Monday, 15 December 2014
Jin Wu1, Kaiyu Guan2, Loren Albert1, Matthew Hayek3, Natalia Restrepo-Coupe4, Neill Prohaska1, Kenia T Wiedemann3, Suelen F Marostica5, Scott C Stark6, Marielle Smith1, Rodrigo da Silva7, Dennis G Dye8, Bruce W Nelson9, Alfredo R Huete10 and Scott R Saleska1, (1)University of Arizona, Tucson, AZ, United States, (2)Stanford University, Stanford, CA, United States, (3)Harvard University, Cambridge, MA, United States, (4)University of Technology Sydney, Ultimo, Australia, (5)National Institute for Amazon Research (INPA), Manaus, AM, Brazil, (6)Michigan State University, East Lansing, MI, United States, (7)Federal University of Western Para, Santarem, Brazil, (8)USGS Astrogeology Science Center, Flagstaff, AZ, United States, (9)INPA National Institute of Amazonian Research, Manaus, Brazil, (10)University of Technology Sydney, Plant Functional Biology and Climate Change, Ultimo, Australia
Understanding the mechanistic controls on tropical forests photosynthetic metabolism is a central problem of ecology and global change biology. We hypothesize two different temporal scales for the mechanisms regulating tropical photosynthesis (Gross Ecosystem Productivity, GEP): (1) at seasonal scales, leaf phenology (changing age and amount of leaves) is the primary control on GEP seasonality; (2) at the hourly scale with a constant phenological stage, climatic variables are the first order controls on GEP.

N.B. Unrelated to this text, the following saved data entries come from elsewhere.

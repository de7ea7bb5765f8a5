//! Code domains shared by more than one modern resource kind

use crate::code_enum;

code_enum! {
	/// Resource formats of the modern runtime
	pub enum Format {
		Unknown = 0,
		R32G32B32A32Float = 2,
		R32G32B32Float = 6,
		R16G16B16A16Float = 10,
		R16G16B16A16Unorm = 11,
		R16G16B16A16Uint = 12,
		R16G16B16A16Snorm = 13,
		R16G16B16A16Sint = 14,
		R32G32Float = 16,
		R10G10B10A2Unorm = 24,
		R8G8B8A8Unorm = 28,
		R8G8B8A8Uint = 30,
		R8G8B8A8Snorm = 31,
		R16G16Float = 34,
		R16G16Unorm = 35,
		R16G16Uint = 36,
		R16G16Snorm = 37,
		R16G16Sint = 38,
		D32Float = 40,
		R32Float = 41,
		R32Uint = 42,
		D24UnormS8Uint = 45,
		R8G8Unorm = 49,
		R8G8Snorm = 51,
		R16Float = 54,
		D16Unorm = 55,
		R16Unorm = 56,
		R16Uint = 57,
		R8Unorm = 61,
		A8Unorm = 65,
		R8G8B8G8Unorm = 68,
		G8R8G8B8Unorm = 69,
		Bc1Unorm = 71,
		Bc2Unorm = 74,
		Bc3Unorm = 77,
		B5G6R5Unorm = 85,
		B5G5R5A1Unorm = 86,
		B8G8R8A8Unorm = 87,
		B8G8R8X8Unorm = 88,
		B4G4R4A4Unorm = 115,
	}
}

code_enum! {
	pub enum ComparisonFunc {
		Never = 1,
		Less = 2,
		Equal = 3,
		LessEqual = 4,
		Greater = 5,
		NotEqual = 6,
		GreaterEqual = 7,
		Always = 8,
	}
}

code_enum! {
	pub enum Usage {
		Default = 0,
		Immutable = 1,
		Dynamic = 2,
		Staging = 3,
	}
}
use byteorder::{
	LE,
	WriteBytesExt
};

use restx_core::{
	bit_ext::{
		BitField,
		BitLayout
	},
	code_enum,
	io_ext::WriteBinExt,
	layout::Layout,
	modern::ComparisonFunc,
	remap::Coded,
	Result
};

use crate::ColorWriteEnable;

pub const RENDER_TARGETS: usize = 8;
pub const BLEND_SIZE: u64 = 0x24;
pub const DEPTH_STENCIL_SIZE: u64 = 0x2C;
pub const RASTERIZER_SIZE: u64 = 0x1C;
pub const SECTION_ALIGNMENT: u64 = 0x10;

/// Scale from a floating point depth bias to depth buffer units of a 24-bit buffer
pub const DEPTH_BIAS_SCALE: f32 = (1 << 24) as f32;

static RENDER_TARGET_FIELDS: [BitField; 8] = BitLayout::packed([1, 5, 5, 3, 5, 5, 3, 4]);

/// enable, src, dest, op, src alpha, dest alpha, op alpha, write mask
pub static RENDER_TARGET_WORD: BitLayout = BitLayout { fields: &RENDER_TARGET_FIELDS };

code_enum! {
	pub enum Blend {
		Zero = 1,
		One = 2,
		SrcColor = 3,
		InvSrcColor = 4,
		SrcAlpha = 5,
		InvSrcAlpha = 6,
		DestAlpha = 7,
		InvDestAlpha = 8,
		DestColor = 9,
		InvDestColor = 10,
		SrcAlphaSat = 11,
		BlendFactor = 14,
		InvBlendFactor = 15,
		Src1Color = 16,
		InvSrc1Color = 17,
		Src1Alpha = 18,
		InvSrc1Alpha = 19,
	}
}

code_enum! {
	pub enum BlendOp {
		Add = 1,
		Subtract = 2,
		RevSubtract = 3,
		Min = 4,
		Max = 5,
	}
}

code_enum! {
	pub enum StencilOp {
		Keep = 1,
		Zero = 2,
		Replace = 3,
		IncrSat = 4,
		DecrSat = 5,
		Invert = 6,
		Incr = 7,
		Decr = 8,
	}
}

code_enum! {
	pub enum FillMode {
		Wireframe = 2,
		Solid = 3,
	}
}

code_enum! {
	/// Faces to cull
	pub enum CullMode {
		None = 1,
		Front = 2,
		Back = 3,
	}
}

#[derive(Clone, Copy, Debug, PartialEq)]
pub struct RenderTargetBlend {
	pub enable: bool,
	pub src: Blend,
	pub dest: Blend,
	pub op: BlendOp,
	pub src_alpha: Blend,
	pub dest_alpha: Blend,
	pub op_alpha: BlendOp,
	pub write_mask: ColorWriteEnable,
}

impl RenderTargetBlend {
	pub fn pack(&self) -> u32 {
		RENDER_TARGET_WORD.pack_all(&[
			self.enable as u32,
			self.src.raw() as u32,
			self.dest.raw() as u32,
			self.op.raw() as u32,
			self.src_alpha.raw() as u32,
			self.dest_alpha.raw() as u32,
			self.op_alpha.raw() as u32,
			self.write_mask.bits() as u32,
		])
	}
}

#[derive(Clone, Copy, Debug, PartialEq)]
pub struct BlendState {
	pub alpha_to_coverage: bool,
	pub independent_blend: bool,
	pub render_targets: [RenderTargetBlend; RENDER_TARGETS],
}

impl BlendState {
	fn write(&self, buf: &mut Layout) -> Result<()> {
		buf.write_u8(self.alpha_to_coverage as u8)?;
		buf.write_u8(self.independent_blend as u8)?;
		buf.write_u16::<LE>(0)?;

		for rt in self.render_targets.iter() {
			buf.write_u32::<LE>(rt.pack())?;
		}

		Ok(())
	}
}

#[derive(Clone, Copy, Debug, PartialEq)]
pub struct DepthStencilOp {
	pub fail: StencilOp,
	pub depth_fail: StencilOp,
	pub pass: StencilOp,
	pub func: ComparisonFunc,
}

impl DepthStencilOp {
	fn write(&self, buf: &mut Layout) -> Result<()> {
		buf.write_code_i32(self.fail)?;
		buf.write_code_i32(self.depth_fail)?;
		buf.write_code_i32(self.pass)?;
		buf.write_code_i32(self.func)?;

		Ok(())
	}
}

#[derive(Clone, Copy, Debug, PartialEq)]
pub struct DepthStencilState {
	pub depth_enable: bool,
	pub depth_write: bool,
	pub stencil_enable: bool,
	pub depth_func: ComparisonFunc,
	pub read_mask: u8,
	pub write_mask: u8,
	pub stencil_ref: u8,
	pub front: DepthStencilOp,
	pub back: DepthStencilOp,
}

impl DepthStencilState {
	fn write(&self, buf: &mut Layout) -> Result<()> {
		buf.write_u8(self.depth_enable as u8)?;
		buf.write_u8(self.depth_write as u8)?;
		buf.write_u8(self.stencil_enable as u8)?;
		buf.write_u8(0)?;
		buf.write_code_i32(self.depth_func)?;
		buf.write_u8(self.read_mask)?;
		buf.write_u8(self.write_mask)?;
		buf.write_u8(self.stencil_ref)?;
		buf.write_u8(0)?;

		self.front.write(buf)?;
		self.back.write(buf)
	}
}

#[derive(Clone, Copy, Debug, PartialEq)]
pub struct RasterizerState {
	pub fill_mode: FillMode,
	pub cull_mode: CullMode,
	pub front_counter_clockwise: bool,
	pub depth_clip_enable: bool,
	pub scissor_enable: bool,
	pub multisample_enable: bool,
	pub depth_bias: i32,
	pub depth_bias_clamp: f32,
	pub slope_scaled_depth_bias: f32,
	pub antialiased_line_enable: bool,
}

impl RasterizerState {
	fn write(&self, buf: &mut Layout) -> Result<()> {
		buf.write_code_i32(self.fill_mode)?;
		buf.write_code_i32(self.cull_mode)?;
		buf.write_u8(self.front_counter_clockwise as u8)?;
		buf.write_u8(self.depth_clip_enable as u8)?;
		buf.write_u8(self.scissor_enable as u8)?;
		buf.write_u8(self.multisample_enable as u8)?;
		buf.write_i32::<LE>(self.depth_bias)?;
		buf.write_f32::<LE>(self.depth_bias_clamp)?;
		buf.write_f32::<LE>(self.slope_scaled_depth_bias)?;
		buf.write_u8(self.antialiased_line_enable as u8)?;
		buf.pad(3)?;

		Ok(())
	}
}

#[derive(Clone, Copy, Debug, PartialEq)]
pub struct MaterialState {
	pub blend: BlendState,
	pub depth_stencil: DepthStencilState,
	pub rasterizer: RasterizerState,
}

impl MaterialState {
	pub fn write(&self, buf: &mut Layout) -> Result<()> {
		let header = buf.reserve_header(3)?;

		let offset = buf.align(SECTION_ALIGNMENT)?;
		buf.backpatch(header.slot(0), offset as u32)?;
		self.blend.write(buf)?;

		let offset = buf.align(SECTION_ALIGNMENT)?;
		buf.backpatch(header.slot(1), offset as u32)?;
		self.depth_stencil.write(buf)?;

		let offset = buf.align(SECTION_ALIGNMENT)?;
		buf.backpatch(header.slot(2), offset as u32)?;
		self.rasterizer.write(buf)
	}
}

In order to test this hypothesis, we partitioned the sources of GEP variation measured on eddy flux towers in central Amazon forests into biological and climatic components. The biological component (photosynthetic capacity, or PC) was defined as the monthly mean value of GEP extracted under a fixed narrow range of climate conditions, representing phenological changes associated with the amount and age of leaves. The climatic component was extracted via a path analysis of the hourly flux data, conditioned on a given monthly PC, representing the effects of fluctuating climate operating on the given PC. The main climatic variables were PAR, air-temperature, VPD, and Cloudiness Index (CI), the fraction of reduction of incident solar radiance due to clouds and aerosols relative to that expected under clear sky conditions. 


We found that the variability in monthly GEP arises from both seasonality of PC and that of climate, but despite the strong seasonality of climate, GEP was dominated by PC seasonality (R2=0.92). We found that the variability in hourly GEP (relative to the potential represented by monthly PC) was controlled primarily by PAR and VPD (as modified by the influence of CI). The tradeoff between the positive GEP effects of increased PAR and the negative effects of higher VPD stress indicates that tropical forests are stable in the face of modest climatic variability. For example, a significant reduction in mean cloudiness (of 0.1 CI units, corresponding to a ~18% increase in PAR and ~19% increase in VPD) would cause only modest changes in GEP (~1.8% increase in the wet season and ~2.9% decline in the dry season). This work provides an improved framework for understanding the climate drivers of canopy scale photosynthesis by separately analyzing the influence of phenological and climatic components.